Izumi T, Mitra S
Sealy Center for Molecular Science and Department of Human Biological Chemistry and Genetics, University of Texas Medical Branch, Galveston 77555-1079, USA.
Carcinogenesis. 1998 Mar;19(3):525-7. doi: 10.1093/carcin/19.3.525.

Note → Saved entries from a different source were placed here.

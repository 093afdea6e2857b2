//! Decoding helpers shared by the adapters.

use chrono::{DateTime, NaiveDateTime, Utc};
use serde::de::{self, Deserializer};
use serde::Deserialize;

/// RFC 3339, Jira's `+0800` offsets, or a zone-less `YYYY-MM-DD hh:mm:ss` read as UTC.
pub fn parse_timestamp(text: &str) -> Option<DateTime<Utc>> {
    let text = text.trim();
    if let Ok(ts) = DateTime::parse_from_rfc3339(text) {
        return Some(ts.with_timezone(&Utc));
    }
    if let Ok(ts) = DateTime::parse_from_str(text, "%Y-%m-%dT%H:%M:%S%.f%z") {
        return Some(ts.with_timezone(&Utc));
    }
    NaiveDateTime::parse_from_str(text, "%Y-%m-%d %H:%M:%S")
        .ok()
        .map(|naive| naive.and_utc())
}

pub fn timestamp<'de, D: Deserializer<'de>>(deserializer: D) -> Result<DateTime<Utc>, D::Error> {
    let text = String::deserialize(deserializer)?;
    parse_timestamp(&text).ok_or_else(|| de::Error::custom(format!("invalid timestamp {text:?}")))
}

pub fn opt_timestamp<'de, D: Deserializer<'de>>(
    deserializer: D,
) -> Result<Option<DateTime<Utc>>, D::Error> {
    match Option::<String>::deserialize(deserializer)? {
        None => Ok(None),
        Some(text) if text.trim().is_empty() => Ok(None),
        Some(text) => parse_timestamp(&text)
            .map(Some)
            .ok_or_else(|| de::Error::custom(format!("invalid timestamp {text:?}"))),
    }
}

#[derive(Deserialize)]
#[serde(untagged)]
enum StringOrInt {
    Int(i64),
    Text(String),
}

/// Ids that some APIs send as strings and others as numbers.
pub fn int_from_any<'de, D: Deserializer<'de>>(deserializer: D) -> Result<i64, D::Error> {
    match StringOrInt::deserialize(deserializer)? {
        StringOrInt::Int(value) => Ok(value),
        StringOrInt::Text(text) => text
            .trim()
            .parse()
            .map_err(|_| de::Error::custom(format!("expected an integer id, got {text:?}"))),
    }
}

/// `null` and missing both become the empty string.
pub fn null_as_empty<'de, D: Deserializer<'de>>(deserializer: D) -> Result<String, D::Error> {
    Ok(Option::<String>::deserialize(deserializer)?.unwrap_or_default())
}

AP-endonuclease (APE) plays a central role in the base excision repair process for oxidative and alkylation damage in DNA. The major human APE with 318 amino acid residues possesses transcriptional regulatory activities for which the N-terminal region was found to be essential. Systematic deletion studies of both amino and carboxyl termini of the human APE have shown that the carboxyl termini residues are essential for the endonuclease activity as indicated by direct measurement of enzyme activity and from studies on phenotypic rescue of Escherichia coli. However, the amino-terminal residues are dispensable for this activity and the boundary of the active endonuclease lies at this end between positions 61 and 80.
脱嘌呤嘧啶内切核酸酶(APE)在DNA氧化损伤和烷基化损伤的碱基切除修复过程中起着核心作用。主要的人类APE有318个氨基酸残基,具有转录调控活性,其中N端区域被认为是必不可少的。对人类APE的氨基和羧基末端进行的系统缺失研究表明,通过直接测量酶活性以及对大肠杆菌表型拯救的研究表明,羧基末端残基对于内切核酸酶活性至关重要。然而,氨基末端残基对于这种活性是可有可无的,活性内切核酸酶的边界位于该末端的第61位和第80位之间。